*** Block opens ***

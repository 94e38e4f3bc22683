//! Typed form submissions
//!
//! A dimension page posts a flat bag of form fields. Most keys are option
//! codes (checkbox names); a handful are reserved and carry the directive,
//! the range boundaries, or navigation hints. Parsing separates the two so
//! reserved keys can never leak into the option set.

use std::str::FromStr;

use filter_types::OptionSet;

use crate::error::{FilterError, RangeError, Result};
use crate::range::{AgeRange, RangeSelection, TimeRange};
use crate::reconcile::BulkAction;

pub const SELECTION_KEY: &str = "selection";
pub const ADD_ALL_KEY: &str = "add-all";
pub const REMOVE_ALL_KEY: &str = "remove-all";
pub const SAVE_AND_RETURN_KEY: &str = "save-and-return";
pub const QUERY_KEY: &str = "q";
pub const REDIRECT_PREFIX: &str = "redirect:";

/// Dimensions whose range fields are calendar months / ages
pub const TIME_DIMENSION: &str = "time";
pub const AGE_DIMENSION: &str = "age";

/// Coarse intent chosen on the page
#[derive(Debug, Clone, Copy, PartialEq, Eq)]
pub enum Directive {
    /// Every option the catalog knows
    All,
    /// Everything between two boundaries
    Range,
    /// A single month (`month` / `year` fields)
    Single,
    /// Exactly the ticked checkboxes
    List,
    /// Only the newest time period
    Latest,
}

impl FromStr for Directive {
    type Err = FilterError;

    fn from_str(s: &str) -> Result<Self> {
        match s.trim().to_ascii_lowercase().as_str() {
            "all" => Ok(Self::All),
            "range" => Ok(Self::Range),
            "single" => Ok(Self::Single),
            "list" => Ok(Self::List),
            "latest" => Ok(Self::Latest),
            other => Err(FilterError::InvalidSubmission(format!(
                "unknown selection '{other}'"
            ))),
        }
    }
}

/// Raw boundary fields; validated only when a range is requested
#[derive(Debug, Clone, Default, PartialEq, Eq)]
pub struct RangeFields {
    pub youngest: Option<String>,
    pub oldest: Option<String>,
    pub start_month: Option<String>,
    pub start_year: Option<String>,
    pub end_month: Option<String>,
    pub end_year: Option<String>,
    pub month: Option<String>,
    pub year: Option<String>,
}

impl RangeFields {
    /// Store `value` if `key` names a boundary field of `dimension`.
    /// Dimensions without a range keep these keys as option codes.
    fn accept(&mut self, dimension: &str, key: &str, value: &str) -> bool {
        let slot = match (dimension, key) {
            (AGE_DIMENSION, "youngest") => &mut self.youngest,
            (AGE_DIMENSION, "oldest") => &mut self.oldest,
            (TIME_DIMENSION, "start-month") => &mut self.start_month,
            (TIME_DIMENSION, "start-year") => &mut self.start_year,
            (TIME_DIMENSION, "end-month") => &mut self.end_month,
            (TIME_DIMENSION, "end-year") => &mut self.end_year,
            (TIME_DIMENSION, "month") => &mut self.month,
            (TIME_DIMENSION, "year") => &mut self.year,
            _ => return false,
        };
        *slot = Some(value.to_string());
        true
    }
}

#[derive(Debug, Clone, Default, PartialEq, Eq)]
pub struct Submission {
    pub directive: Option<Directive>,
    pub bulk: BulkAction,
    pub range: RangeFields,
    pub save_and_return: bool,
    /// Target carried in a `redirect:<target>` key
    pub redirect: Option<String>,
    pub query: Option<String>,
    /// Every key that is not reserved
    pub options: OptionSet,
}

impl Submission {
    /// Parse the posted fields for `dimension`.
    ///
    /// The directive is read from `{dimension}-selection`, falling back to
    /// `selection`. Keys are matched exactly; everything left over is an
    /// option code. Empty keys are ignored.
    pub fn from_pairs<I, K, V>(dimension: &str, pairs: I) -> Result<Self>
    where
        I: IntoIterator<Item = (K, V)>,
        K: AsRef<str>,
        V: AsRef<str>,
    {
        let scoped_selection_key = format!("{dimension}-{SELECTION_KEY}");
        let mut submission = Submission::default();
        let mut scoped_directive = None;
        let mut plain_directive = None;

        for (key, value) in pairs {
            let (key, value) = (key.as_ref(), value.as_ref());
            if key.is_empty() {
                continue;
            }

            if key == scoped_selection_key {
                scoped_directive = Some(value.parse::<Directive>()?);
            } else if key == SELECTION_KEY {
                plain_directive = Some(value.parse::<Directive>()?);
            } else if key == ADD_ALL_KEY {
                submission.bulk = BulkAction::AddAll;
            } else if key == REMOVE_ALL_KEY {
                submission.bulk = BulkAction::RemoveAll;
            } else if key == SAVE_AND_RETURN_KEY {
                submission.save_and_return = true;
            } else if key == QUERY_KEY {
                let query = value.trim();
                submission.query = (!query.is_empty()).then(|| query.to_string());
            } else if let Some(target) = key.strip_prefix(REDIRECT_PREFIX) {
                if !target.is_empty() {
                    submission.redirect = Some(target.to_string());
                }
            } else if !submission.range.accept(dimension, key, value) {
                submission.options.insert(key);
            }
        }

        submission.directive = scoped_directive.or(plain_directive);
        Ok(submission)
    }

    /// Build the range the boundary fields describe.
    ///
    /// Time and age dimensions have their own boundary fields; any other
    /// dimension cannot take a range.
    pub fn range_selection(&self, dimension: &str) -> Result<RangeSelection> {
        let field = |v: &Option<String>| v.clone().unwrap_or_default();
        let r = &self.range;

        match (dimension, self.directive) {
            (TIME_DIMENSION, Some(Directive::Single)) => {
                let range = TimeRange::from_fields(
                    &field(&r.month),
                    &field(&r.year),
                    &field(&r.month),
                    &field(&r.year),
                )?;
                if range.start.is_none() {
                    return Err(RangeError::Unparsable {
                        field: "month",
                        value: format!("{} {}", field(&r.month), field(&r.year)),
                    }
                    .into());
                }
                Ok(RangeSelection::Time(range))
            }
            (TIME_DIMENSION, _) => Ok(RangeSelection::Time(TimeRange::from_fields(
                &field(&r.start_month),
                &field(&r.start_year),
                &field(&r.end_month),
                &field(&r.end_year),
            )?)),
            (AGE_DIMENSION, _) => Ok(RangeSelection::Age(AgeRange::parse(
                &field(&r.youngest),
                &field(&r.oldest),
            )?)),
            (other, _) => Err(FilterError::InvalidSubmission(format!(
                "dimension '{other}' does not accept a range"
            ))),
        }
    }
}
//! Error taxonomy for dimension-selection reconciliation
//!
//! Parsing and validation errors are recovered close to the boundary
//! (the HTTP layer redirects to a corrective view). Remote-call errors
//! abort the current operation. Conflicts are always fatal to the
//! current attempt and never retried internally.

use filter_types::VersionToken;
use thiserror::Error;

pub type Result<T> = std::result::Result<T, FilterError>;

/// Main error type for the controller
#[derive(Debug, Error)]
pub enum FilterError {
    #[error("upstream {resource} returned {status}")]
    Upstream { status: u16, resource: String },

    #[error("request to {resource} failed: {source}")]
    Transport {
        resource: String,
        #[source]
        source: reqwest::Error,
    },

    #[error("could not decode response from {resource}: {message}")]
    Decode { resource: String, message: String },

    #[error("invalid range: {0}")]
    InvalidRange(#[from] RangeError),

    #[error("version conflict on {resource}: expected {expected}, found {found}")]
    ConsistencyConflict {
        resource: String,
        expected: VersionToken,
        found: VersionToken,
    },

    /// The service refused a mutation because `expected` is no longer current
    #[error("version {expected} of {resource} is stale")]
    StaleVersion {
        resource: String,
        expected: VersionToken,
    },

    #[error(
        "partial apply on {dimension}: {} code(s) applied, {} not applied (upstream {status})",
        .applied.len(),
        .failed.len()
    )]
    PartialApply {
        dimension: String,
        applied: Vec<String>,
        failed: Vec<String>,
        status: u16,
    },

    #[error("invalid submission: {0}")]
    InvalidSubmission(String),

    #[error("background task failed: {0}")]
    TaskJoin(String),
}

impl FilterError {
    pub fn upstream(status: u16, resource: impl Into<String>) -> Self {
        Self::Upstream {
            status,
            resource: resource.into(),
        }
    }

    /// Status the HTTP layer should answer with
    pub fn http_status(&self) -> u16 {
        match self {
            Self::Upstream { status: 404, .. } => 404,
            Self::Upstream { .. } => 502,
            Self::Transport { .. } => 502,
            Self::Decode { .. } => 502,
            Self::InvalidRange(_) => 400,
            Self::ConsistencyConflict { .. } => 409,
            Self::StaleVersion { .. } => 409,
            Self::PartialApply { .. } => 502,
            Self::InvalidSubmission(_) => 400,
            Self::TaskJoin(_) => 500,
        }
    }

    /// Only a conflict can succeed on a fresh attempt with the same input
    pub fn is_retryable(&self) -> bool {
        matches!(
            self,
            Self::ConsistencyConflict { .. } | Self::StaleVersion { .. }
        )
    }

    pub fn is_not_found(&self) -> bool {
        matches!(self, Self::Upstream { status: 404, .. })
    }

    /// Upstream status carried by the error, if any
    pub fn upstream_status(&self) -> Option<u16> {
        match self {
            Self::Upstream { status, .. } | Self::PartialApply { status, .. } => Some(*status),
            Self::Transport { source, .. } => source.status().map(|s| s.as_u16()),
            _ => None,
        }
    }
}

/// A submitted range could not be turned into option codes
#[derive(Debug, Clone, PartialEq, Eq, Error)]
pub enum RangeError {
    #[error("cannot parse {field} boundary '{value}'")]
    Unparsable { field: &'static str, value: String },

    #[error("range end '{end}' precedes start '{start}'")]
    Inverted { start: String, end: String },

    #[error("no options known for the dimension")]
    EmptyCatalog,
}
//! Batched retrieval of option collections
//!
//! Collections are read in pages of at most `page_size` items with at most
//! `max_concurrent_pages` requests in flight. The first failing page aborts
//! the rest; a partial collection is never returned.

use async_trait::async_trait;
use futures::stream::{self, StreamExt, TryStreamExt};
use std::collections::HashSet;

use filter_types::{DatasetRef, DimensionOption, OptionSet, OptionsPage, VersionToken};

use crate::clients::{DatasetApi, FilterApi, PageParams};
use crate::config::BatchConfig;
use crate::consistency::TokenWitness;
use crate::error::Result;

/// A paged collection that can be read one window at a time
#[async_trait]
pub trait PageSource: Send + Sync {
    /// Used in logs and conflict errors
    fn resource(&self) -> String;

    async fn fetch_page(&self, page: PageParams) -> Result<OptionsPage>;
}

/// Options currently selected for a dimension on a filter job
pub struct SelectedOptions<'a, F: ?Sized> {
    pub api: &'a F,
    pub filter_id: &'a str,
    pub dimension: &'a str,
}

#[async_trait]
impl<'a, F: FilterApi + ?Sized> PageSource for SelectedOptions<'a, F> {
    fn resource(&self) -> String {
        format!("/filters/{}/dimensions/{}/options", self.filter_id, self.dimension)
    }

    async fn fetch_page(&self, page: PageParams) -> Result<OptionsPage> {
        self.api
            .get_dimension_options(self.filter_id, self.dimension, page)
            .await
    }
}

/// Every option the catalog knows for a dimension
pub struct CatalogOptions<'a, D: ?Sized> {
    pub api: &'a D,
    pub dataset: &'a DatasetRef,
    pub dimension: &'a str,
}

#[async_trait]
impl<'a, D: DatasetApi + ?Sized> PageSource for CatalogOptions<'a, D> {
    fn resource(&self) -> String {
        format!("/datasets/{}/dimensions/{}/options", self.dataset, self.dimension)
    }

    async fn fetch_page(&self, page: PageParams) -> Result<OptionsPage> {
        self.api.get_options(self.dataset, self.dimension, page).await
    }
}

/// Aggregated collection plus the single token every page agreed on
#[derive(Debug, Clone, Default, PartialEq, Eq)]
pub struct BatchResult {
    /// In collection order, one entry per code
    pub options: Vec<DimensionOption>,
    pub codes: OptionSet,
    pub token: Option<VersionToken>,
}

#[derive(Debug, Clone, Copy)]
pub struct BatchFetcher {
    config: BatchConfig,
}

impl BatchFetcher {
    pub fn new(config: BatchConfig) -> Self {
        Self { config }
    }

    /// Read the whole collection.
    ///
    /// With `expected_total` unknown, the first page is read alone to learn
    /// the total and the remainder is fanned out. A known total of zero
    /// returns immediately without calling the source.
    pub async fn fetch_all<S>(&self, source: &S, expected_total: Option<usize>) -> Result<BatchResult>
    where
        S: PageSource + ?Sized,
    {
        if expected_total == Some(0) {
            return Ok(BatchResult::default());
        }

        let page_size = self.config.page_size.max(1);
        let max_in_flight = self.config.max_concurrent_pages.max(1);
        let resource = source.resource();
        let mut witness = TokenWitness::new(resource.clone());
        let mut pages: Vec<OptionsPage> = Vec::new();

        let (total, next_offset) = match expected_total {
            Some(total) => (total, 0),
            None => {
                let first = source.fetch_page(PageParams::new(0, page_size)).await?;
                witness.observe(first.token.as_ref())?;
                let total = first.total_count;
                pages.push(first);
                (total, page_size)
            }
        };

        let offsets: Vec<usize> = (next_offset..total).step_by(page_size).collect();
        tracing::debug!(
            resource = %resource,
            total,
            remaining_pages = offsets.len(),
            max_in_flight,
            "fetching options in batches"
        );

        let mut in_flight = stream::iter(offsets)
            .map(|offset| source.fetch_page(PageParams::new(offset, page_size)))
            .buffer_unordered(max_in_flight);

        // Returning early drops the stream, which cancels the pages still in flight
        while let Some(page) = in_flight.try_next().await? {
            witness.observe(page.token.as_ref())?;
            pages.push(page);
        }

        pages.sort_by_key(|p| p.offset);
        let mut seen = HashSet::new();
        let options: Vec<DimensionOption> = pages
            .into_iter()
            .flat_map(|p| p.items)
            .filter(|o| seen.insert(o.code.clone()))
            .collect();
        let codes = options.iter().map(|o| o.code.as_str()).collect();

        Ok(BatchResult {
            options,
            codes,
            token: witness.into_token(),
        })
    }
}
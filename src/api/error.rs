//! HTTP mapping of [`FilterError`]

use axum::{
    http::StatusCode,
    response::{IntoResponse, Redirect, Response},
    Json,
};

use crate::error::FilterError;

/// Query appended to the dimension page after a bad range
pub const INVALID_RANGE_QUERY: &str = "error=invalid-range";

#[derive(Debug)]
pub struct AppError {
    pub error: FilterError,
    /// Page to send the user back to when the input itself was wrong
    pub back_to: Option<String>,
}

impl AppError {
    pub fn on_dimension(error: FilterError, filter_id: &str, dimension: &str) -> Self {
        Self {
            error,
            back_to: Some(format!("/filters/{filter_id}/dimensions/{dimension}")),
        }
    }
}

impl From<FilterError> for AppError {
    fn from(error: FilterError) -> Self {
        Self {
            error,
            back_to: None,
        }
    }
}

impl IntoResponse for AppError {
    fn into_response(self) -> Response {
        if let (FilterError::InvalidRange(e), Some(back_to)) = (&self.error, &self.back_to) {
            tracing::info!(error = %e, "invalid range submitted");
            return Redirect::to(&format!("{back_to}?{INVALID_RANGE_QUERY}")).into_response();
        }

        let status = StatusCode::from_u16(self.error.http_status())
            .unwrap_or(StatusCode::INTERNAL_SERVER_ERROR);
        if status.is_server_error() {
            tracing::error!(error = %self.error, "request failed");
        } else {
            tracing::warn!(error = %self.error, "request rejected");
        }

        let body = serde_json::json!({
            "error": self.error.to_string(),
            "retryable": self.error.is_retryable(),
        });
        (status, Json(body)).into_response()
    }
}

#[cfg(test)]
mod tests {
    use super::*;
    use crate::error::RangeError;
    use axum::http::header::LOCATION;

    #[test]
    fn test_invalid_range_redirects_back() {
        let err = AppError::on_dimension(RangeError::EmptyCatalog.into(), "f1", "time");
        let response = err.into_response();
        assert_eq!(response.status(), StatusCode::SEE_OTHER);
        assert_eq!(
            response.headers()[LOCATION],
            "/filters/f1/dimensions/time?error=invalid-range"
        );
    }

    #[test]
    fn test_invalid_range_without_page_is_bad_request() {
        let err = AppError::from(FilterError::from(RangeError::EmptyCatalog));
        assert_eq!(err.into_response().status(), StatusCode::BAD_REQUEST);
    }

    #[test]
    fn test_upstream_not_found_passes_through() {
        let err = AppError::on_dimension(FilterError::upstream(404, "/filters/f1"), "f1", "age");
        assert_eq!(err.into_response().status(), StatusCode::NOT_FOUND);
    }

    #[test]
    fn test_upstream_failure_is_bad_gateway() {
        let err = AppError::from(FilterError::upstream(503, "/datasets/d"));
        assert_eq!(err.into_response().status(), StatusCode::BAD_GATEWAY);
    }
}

*** Block closes ***

= TASK INSTRUCTIONS =
The first line of the records and every line down to the line with "codes (checkbox names);" must be quoted exactly; leave out all else.

= ANSWER BOX =
repository 94e38e4f3bc22683
//! Typed form submissions
//!
//! A dimension page posts a flat bag of form fields. Most keys are option
//! codes (checkbox names); a handful are reserved and carry the directive,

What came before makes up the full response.